**PROBLEM STATEMENT:**
Which lines in the records below contain the word "sweep"? Copy each of them.
=== Begin Enclosure ===
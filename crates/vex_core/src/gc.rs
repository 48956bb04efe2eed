//! Garbage collection for unreachable objects.
//!
//! The CAS is append-only: amend and purge leave their old objects in
//! place, merely unreachable. This explicit mark-and-sweep computes
//! reachability from every scratch pointer and deletes the rest. The
//! roots cover the full action log and redo stack, since records chain
//! through `prev`.

use crate::error::Result;
use crate::object_id::ObjectId;
use crate::object_store::ObjectStore;
use crate::scratch::ScratchStore;
use std::time::{Duration, SystemTime};

/// Progress callback: `(current, total, phase)`.
pub type GcProgressCallback = dyn Fn(usize, usize, &str);

/// Configuration for garbage collection.
#[derive(Debug, Clone)]
pub struct GcConfig {
    /// Report what would be deleted without deleting.
    pub dry_run: bool,
    /// Keep unreachable objects newer than this many days.
    pub grace_period_days: u32,
    /// Skip the grace period and delete immediately.
    pub aggressive: bool,
}

impl Default for GcConfig {
    fn default() -> Self {
        Self {
            dry_run: false,
            grace_period_days: 7,
            aggressive: false,
        }
    }
}

/// Report from one garbage collection run.
#[derive(Debug, Default)]
pub struct GcReport {
    /// Objects examined.
    pub objects_scanned: usize,
    /// Objects kept because they are reachable.
    pub objects_reachable: usize,
    /// Objects deleted (or that would be, under dry-run).
    pub objects_deleted: usize,
    /// Bytes freed.
    pub bytes_freed: u64,
    /// Non-fatal errors.
    pub errors: Vec<String>,
}

/// Runs mark-and-sweep over the store.
pub fn gc(
    scratch: &ScratchStore,
    store: &ObjectStore,
    config: GcConfig,
    progress: Option<&GcProgressCallback>,
) -> Result<GcReport> {
    let mut report = GcReport::default();

    if let Some(cb) = progress {
        cb(0, 3, "roots");
    }
    let roots = collect_roots(scratch)?;

    if let Some(cb) = progress {
        cb(1, 3, "mark");
    }
    let reachable = store.iter_reachable(&roots)?;
    report.objects_reachable = reachable.len();

    if let Some(cb) = progress {
        cb(2, 3, "sweep");
    }

    let grace = if config.aggressive {
        Duration::from_secs(0)
    } else {
        Duration::from_secs(config.grace_period_days as u64 * 24 * 60 * 60)
    };
    let cutoff = SystemTime::now() - grace;

    let all = store.list_all()?;
    report.objects_scanned = all.len();
    let total = all.len();

    for (idx, (id, size, mtime)) in all.into_iter().enumerate() {
        if let Some(cb) = progress {
            if idx % 100 == 0 || idx + 1 == total {
                cb(idx + 1, total, "sweep");
            }
        }
        if reachable.contains(&id) {
            continue;
        }
        if mtime > cutoff {
            continue;
        }

        if config.dry_run {
            report.objects_deleted += 1;
            report.bytes_freed += size;
        } else {
            match store.delete(id) {
                Ok(()) => {
                    report.objects_deleted += 1;
                    report.bytes_freed += size;
                }
                Err(e) => report
                    .errors
                    .push(format!("failed to delete {}: {}", id.as_hex(), e)),
            }
        }
    }

    if let Some(cb) = progress {
        cb(3, 3, "done");
    }

    Ok(report)
}

/// Every scratch pointer value that is an object id is a GC root.
/// Uuid-valued pointers (session names, branch name map) root nothing
/// themselves; their objects are rooted by the `sessions/` and
/// `branches/` pointer families.
fn collect_roots(scratch: &ScratchStore) -> Result<Vec<ObjectId>> {
    let mut roots = Vec::new();
    for value in scratch.dump_all()?.into_values() {
        if let Ok(id) = ObjectId::from_hex(&value) {
            roots.push(id);
        }
    }
    Ok(roots)
}
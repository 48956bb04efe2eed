use anyhow::{Context, Result};
use std::collections::HashMap;
use std::fs;
use std::path::Path;
use tempfile::TempDir;
use vex_core::Project;

/// Isolated working directory for one scenario.
pub struct TestWorkspace {
    dir: TempDir,
}

impl TestWorkspace {
    /// Creates an empty workspace.
    pub fn empty() -> Result<Self> {
        let dir = TempDir::new().context("failed to create temp directory")?;
        Ok(Self { dir })
    }

    /// Creates a workspace seeded with files.
    pub fn with_files(files: HashMap<String, Vec<u8>>) -> Result<Self> {
        let workspace = Self::empty()?;
        for (path, content) in files {
            workspace.write_file(&path, &content)?;
        }
        Ok(workspace)
    }

    /// The working directory.
    pub fn path(&self) -> &Path {
        self.dir.path()
    }

    /// Initializes a vex repository in the workspace.
    pub fn init_vex(&self, include: Vec<String>, ignore: Vec<String>) -> Result<Project> {
        Ok(Project::init(self.path(), Some("/code"), include, ignore)?)
    }

    /// Reopens the repository (recovery runs on open).
    pub fn open_vex(&self) -> Result<Project> {
        Ok(Project::open(self.path())?)
    }

    /// Writes a file, creating parent directories.
    pub fn write_file(&self, path: &str, content: &[u8]) -> Result<()> {
        let full = self.path().join(path);
        if let Some(parent) = full.parent() {
            fs::create_dir_all(parent)
                .with_context(|| format!("failed to create directories for {}", path))?;
        }
        fs::write(&full, content).with_context(|| format!("failed to write {}", path))?;
        Ok(())
    }

    /// Reads a file.
    pub fn read_file(&self, path: &str) -> Result<Vec<u8>> {
        fs::read(self.path().join(path)).with_context(|| format!("failed to read {}", path))
    }

    /// Whether a file exists.
    pub fn file_exists(&self, path: &str) -> bool {
        self.path().join(path).exists()
    }
}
=== End Enclosure ===
**THE ANSWER:**
//! place, merely unreachable. This explicit mark-and-sweep computes
/// Runs mark-and-sweep over the store.
        cb(2, 3, "sweep");
                cb(idx + 1, total, "sweep");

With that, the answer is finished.